What is expected → Where the records below show the word "RateLimitState" in a line, please copy that line.

Supplied data →

---

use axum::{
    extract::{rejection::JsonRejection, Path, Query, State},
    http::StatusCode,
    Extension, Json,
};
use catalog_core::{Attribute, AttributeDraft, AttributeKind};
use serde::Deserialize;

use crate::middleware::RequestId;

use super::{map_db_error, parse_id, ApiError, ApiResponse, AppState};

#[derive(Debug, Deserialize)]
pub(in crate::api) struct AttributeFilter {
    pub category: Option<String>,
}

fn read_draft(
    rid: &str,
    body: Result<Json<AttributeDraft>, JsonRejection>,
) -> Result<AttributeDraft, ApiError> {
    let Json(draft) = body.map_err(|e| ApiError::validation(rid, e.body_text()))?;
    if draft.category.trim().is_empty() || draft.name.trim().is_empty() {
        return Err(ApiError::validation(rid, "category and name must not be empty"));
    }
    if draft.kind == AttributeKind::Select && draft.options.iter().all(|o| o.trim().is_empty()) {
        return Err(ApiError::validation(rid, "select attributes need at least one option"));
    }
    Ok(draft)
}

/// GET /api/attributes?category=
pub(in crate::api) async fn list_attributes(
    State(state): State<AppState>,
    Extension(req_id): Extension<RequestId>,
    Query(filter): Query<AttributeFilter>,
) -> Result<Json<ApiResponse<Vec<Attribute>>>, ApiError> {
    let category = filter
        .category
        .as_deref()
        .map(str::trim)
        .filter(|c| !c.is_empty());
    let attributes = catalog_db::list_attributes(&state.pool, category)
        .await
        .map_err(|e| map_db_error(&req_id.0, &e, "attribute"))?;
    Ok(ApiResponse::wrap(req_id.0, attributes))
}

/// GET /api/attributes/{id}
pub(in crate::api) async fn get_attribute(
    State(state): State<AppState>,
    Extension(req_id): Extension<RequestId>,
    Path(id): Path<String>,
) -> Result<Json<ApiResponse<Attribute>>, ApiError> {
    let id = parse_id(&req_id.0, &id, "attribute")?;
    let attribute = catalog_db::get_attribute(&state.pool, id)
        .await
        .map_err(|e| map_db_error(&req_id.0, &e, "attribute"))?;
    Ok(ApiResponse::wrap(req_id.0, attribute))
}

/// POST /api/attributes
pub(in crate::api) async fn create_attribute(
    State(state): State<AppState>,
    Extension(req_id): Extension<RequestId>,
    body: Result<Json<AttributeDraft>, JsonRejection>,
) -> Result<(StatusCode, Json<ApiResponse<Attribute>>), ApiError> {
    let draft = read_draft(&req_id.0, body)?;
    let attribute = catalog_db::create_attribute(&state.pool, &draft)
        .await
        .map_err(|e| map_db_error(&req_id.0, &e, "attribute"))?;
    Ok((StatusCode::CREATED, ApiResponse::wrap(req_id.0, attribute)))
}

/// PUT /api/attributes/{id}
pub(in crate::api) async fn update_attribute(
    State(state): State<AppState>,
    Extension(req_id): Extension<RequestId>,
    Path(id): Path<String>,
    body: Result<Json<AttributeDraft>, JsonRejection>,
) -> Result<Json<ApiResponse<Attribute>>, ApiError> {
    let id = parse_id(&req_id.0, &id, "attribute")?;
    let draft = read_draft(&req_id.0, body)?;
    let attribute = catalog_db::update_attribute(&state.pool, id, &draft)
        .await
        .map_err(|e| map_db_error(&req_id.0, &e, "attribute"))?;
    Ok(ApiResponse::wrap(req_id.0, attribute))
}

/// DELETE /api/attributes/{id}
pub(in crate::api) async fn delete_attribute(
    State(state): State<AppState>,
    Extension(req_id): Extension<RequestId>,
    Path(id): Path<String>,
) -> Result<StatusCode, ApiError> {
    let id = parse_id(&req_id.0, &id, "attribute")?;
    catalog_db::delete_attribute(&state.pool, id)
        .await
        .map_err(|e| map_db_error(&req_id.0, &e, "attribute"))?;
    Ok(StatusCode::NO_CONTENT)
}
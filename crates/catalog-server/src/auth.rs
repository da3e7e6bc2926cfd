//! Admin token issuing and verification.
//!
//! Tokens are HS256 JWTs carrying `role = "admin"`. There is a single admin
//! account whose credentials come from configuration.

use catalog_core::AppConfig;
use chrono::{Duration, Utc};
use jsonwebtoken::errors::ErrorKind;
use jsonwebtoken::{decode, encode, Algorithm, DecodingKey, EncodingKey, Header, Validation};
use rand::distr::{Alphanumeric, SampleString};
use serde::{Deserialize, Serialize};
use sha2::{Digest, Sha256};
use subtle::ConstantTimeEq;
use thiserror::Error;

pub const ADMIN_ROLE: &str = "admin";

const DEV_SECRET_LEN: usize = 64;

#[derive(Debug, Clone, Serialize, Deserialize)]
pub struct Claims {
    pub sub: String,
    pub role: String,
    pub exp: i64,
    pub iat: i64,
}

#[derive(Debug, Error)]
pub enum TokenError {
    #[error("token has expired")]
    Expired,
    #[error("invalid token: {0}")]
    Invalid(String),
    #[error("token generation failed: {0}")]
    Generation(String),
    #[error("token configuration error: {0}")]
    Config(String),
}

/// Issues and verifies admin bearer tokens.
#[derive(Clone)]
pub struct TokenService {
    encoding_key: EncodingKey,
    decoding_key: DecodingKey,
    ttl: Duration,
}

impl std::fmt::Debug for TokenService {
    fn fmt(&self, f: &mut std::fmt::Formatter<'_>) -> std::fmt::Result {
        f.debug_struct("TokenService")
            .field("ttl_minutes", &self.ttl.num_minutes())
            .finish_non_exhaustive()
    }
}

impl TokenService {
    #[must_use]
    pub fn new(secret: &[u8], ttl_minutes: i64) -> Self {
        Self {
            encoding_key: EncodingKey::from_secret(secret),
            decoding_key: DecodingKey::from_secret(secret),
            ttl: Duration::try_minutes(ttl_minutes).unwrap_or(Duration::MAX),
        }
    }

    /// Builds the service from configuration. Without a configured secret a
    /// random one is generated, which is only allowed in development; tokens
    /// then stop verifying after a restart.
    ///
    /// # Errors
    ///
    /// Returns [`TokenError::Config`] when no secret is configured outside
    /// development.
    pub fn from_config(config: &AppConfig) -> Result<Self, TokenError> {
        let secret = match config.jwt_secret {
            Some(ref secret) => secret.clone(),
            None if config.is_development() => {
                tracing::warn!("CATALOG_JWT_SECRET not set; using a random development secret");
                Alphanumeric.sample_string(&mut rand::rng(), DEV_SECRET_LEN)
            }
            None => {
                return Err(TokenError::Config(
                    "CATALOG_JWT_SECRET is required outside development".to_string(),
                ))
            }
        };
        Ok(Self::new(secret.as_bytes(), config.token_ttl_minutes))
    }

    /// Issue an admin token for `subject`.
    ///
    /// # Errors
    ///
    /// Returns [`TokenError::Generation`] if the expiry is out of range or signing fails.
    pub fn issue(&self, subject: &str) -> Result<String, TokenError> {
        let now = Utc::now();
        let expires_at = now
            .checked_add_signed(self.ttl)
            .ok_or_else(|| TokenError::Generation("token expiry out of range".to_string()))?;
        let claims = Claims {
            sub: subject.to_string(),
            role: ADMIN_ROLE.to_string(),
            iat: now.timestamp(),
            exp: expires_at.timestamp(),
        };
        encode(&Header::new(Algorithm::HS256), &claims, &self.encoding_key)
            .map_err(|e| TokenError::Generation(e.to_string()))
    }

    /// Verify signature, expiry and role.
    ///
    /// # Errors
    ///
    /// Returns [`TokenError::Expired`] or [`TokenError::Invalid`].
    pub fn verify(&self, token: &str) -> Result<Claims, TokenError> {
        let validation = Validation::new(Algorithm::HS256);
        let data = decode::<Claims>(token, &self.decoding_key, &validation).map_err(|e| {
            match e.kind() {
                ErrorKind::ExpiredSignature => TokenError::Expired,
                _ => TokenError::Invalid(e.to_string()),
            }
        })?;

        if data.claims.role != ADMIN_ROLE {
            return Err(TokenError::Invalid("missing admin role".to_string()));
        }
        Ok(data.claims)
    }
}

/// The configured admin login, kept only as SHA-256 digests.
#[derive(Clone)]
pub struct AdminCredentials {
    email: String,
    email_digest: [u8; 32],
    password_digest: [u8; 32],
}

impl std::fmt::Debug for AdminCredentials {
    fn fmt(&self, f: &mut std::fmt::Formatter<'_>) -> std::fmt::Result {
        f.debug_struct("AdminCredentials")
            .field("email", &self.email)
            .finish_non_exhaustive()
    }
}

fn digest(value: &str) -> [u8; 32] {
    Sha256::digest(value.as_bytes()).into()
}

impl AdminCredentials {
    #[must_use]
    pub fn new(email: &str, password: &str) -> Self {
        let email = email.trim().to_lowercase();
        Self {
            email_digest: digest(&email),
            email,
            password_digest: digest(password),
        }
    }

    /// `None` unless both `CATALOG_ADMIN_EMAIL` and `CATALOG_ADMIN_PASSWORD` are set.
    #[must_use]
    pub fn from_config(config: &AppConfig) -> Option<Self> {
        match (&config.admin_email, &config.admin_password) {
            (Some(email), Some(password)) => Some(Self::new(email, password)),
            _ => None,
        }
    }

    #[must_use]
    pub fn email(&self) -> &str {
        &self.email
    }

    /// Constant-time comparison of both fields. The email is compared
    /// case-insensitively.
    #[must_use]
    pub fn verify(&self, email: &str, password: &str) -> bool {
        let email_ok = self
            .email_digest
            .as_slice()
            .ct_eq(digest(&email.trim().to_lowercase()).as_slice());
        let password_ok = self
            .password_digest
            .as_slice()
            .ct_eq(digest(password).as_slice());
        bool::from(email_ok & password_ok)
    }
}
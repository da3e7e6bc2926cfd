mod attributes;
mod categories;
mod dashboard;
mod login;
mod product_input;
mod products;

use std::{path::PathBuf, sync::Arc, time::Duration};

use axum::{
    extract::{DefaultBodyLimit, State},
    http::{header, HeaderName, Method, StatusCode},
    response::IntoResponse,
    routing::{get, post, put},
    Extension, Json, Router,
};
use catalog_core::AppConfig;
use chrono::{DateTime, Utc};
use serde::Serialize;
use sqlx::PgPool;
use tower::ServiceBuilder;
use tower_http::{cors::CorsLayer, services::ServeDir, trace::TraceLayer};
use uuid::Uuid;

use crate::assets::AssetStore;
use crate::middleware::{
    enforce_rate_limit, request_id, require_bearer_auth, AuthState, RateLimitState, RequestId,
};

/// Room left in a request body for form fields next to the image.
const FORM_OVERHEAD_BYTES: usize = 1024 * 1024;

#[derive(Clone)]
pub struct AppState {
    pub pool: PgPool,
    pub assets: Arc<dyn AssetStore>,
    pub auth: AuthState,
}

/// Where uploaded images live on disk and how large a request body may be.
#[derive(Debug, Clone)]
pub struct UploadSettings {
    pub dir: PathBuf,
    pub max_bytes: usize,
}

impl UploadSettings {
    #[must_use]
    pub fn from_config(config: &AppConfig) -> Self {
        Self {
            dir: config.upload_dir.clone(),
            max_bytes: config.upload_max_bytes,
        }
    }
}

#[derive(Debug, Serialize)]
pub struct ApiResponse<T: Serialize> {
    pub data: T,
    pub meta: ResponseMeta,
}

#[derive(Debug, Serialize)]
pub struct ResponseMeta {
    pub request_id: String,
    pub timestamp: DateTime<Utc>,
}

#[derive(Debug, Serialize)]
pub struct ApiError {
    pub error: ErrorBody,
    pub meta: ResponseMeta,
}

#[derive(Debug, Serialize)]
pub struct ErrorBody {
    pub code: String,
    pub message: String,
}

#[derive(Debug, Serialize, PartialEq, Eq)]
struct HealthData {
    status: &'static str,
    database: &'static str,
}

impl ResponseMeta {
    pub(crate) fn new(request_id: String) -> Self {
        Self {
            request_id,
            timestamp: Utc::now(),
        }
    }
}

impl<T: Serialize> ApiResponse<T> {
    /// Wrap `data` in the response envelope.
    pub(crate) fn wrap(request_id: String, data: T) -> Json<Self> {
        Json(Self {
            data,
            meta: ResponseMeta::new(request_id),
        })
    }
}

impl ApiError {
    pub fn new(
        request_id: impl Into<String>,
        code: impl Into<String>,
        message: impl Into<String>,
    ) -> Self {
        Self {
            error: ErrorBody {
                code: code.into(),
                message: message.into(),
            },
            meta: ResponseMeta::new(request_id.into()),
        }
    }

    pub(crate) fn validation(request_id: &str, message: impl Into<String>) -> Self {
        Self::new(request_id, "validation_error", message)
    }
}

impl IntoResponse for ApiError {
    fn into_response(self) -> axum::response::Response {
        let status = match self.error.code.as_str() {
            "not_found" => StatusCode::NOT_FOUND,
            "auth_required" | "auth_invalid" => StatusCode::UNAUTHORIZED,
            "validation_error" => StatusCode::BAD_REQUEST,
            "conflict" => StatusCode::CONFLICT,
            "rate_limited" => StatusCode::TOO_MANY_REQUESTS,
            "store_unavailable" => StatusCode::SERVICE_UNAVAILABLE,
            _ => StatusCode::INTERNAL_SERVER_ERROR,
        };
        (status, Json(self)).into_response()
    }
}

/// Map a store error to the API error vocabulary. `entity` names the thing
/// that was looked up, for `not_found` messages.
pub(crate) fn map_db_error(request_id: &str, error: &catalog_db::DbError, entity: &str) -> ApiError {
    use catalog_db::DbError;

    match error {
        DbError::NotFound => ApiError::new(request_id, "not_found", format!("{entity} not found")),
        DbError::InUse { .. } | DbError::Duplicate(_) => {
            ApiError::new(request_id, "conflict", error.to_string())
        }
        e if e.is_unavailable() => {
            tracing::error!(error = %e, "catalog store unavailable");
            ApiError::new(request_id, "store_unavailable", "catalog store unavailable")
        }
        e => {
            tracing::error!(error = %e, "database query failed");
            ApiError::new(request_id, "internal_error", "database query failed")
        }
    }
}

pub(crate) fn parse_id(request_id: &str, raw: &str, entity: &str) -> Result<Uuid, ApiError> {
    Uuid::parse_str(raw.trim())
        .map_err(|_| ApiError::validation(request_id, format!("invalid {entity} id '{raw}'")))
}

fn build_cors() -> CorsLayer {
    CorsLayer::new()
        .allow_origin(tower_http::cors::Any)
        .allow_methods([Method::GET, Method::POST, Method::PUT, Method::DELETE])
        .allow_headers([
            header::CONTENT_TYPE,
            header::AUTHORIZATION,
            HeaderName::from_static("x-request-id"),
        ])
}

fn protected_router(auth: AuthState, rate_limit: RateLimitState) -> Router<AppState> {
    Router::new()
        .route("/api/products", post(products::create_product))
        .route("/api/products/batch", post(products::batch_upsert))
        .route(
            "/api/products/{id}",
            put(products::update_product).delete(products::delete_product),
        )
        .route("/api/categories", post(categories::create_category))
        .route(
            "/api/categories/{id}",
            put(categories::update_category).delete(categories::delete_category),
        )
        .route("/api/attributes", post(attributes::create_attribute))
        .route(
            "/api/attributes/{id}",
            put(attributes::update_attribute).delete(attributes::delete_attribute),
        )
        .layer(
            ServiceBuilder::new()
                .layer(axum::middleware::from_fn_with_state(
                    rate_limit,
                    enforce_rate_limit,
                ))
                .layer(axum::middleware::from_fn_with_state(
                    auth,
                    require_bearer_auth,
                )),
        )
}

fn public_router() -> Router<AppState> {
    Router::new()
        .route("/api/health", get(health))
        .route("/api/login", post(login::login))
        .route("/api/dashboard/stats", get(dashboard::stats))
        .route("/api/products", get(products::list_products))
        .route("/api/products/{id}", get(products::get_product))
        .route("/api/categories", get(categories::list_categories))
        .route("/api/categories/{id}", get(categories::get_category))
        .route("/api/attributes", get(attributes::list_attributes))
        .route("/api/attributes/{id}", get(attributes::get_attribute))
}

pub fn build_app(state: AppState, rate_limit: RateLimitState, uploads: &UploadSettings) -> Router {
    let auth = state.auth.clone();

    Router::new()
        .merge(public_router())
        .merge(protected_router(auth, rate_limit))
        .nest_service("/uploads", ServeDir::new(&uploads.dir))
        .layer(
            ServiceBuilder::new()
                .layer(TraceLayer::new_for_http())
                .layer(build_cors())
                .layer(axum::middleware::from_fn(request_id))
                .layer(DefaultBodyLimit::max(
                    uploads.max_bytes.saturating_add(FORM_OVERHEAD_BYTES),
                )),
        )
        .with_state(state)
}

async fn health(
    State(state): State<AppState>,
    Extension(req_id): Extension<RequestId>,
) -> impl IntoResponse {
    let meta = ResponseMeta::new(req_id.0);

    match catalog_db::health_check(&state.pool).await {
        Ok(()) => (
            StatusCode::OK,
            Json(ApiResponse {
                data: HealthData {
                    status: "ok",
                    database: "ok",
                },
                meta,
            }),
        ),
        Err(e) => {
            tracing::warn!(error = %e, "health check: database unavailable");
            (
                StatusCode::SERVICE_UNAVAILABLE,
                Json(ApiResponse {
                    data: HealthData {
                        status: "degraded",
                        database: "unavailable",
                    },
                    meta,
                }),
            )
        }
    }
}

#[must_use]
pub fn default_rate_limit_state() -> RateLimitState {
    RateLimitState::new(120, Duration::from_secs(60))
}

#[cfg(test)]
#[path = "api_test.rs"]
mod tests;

---

Completed exercise →
    enforce_rate_limit, request_id, require_bearer_auth, AuthState, RateLimitState, RequestId,
fn protected_router(auth: AuthState, rate_limit: RateLimitState) -> Router<AppState> {
pub fn build_app(state: AppState, rate_limit: RateLimitState, uploads: &UploadSettings) -> Router {
pub fn default_rate_limit_state() -> RateLimitState {
    RateLimitState::new(120, Duration::from_secs(60))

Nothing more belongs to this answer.